### Saved data entries
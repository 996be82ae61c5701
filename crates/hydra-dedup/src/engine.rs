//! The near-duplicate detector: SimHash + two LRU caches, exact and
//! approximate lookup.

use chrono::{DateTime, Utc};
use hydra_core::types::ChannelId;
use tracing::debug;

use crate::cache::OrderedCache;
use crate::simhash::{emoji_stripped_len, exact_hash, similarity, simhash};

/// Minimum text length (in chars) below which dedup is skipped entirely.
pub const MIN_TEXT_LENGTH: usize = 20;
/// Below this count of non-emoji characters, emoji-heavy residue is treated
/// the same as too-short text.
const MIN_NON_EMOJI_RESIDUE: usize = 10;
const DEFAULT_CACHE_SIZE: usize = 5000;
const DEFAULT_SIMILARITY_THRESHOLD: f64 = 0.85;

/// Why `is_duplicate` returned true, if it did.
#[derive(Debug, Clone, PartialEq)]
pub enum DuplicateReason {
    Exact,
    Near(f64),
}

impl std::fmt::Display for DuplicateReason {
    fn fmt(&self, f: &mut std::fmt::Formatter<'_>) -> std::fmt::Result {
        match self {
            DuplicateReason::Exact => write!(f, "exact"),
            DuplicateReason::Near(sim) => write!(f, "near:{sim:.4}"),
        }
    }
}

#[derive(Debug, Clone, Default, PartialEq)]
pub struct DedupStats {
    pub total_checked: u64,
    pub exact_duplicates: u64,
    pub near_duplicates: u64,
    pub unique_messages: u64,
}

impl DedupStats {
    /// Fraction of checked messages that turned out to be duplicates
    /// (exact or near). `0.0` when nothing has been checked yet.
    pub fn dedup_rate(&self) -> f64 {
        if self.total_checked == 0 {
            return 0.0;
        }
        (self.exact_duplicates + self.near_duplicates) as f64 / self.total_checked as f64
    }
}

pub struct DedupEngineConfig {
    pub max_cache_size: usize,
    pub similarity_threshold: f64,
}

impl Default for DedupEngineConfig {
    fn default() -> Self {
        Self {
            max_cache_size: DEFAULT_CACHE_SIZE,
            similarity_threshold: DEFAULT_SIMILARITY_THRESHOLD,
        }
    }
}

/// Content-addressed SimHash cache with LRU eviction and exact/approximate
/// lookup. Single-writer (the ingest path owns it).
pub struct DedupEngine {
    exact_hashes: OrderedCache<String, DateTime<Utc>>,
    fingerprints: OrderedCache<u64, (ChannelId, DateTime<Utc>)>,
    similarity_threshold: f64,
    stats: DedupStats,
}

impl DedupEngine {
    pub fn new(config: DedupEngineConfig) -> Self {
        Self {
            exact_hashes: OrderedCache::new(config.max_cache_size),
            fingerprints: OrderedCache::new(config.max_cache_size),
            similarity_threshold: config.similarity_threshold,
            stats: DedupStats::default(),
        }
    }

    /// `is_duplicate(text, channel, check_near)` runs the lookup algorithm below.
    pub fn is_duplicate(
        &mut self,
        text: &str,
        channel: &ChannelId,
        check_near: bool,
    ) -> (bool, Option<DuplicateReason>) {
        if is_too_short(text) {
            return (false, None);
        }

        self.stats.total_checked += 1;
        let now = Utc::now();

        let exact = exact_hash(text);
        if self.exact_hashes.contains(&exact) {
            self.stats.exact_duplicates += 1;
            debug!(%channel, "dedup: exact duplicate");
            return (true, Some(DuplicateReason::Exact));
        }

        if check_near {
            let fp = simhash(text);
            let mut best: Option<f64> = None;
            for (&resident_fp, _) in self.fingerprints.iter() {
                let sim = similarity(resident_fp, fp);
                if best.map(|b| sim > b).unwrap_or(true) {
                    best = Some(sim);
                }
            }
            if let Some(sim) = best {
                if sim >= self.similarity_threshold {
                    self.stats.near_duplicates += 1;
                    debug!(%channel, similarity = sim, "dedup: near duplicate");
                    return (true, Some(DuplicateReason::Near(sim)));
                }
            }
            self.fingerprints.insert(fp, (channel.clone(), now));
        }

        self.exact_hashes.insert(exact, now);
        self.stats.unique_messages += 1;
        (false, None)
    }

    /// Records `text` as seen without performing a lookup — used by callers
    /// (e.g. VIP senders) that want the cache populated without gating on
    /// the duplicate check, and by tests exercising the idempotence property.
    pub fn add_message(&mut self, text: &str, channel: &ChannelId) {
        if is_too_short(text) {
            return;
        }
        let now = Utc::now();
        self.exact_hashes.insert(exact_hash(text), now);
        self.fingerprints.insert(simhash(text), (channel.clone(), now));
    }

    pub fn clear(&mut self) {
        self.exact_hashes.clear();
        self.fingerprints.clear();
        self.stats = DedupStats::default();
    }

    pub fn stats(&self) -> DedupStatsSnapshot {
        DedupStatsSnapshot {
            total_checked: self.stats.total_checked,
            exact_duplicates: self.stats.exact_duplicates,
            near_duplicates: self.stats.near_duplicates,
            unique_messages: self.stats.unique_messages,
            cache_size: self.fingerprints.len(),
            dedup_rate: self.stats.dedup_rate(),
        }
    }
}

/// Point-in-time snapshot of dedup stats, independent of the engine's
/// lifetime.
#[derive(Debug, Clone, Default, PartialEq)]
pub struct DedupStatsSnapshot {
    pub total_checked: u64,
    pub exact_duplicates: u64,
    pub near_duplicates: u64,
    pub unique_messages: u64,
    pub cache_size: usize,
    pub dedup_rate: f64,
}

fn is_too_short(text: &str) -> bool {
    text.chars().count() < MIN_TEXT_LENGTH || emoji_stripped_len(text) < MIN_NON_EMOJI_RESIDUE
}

### WHAT THIS TASK INVOLVES
Look through the records above for the string "true", then copy every line that has it.

### EXERCISE OUTPUT
/// Why `is_duplicate` returned true, if it did.
            return (true, Some(DuplicateReason::Exact));
                if best.map(|b| sim > b).unwrap_or(true) {
                    return (true, Some(DuplicateReason::Near(sim)));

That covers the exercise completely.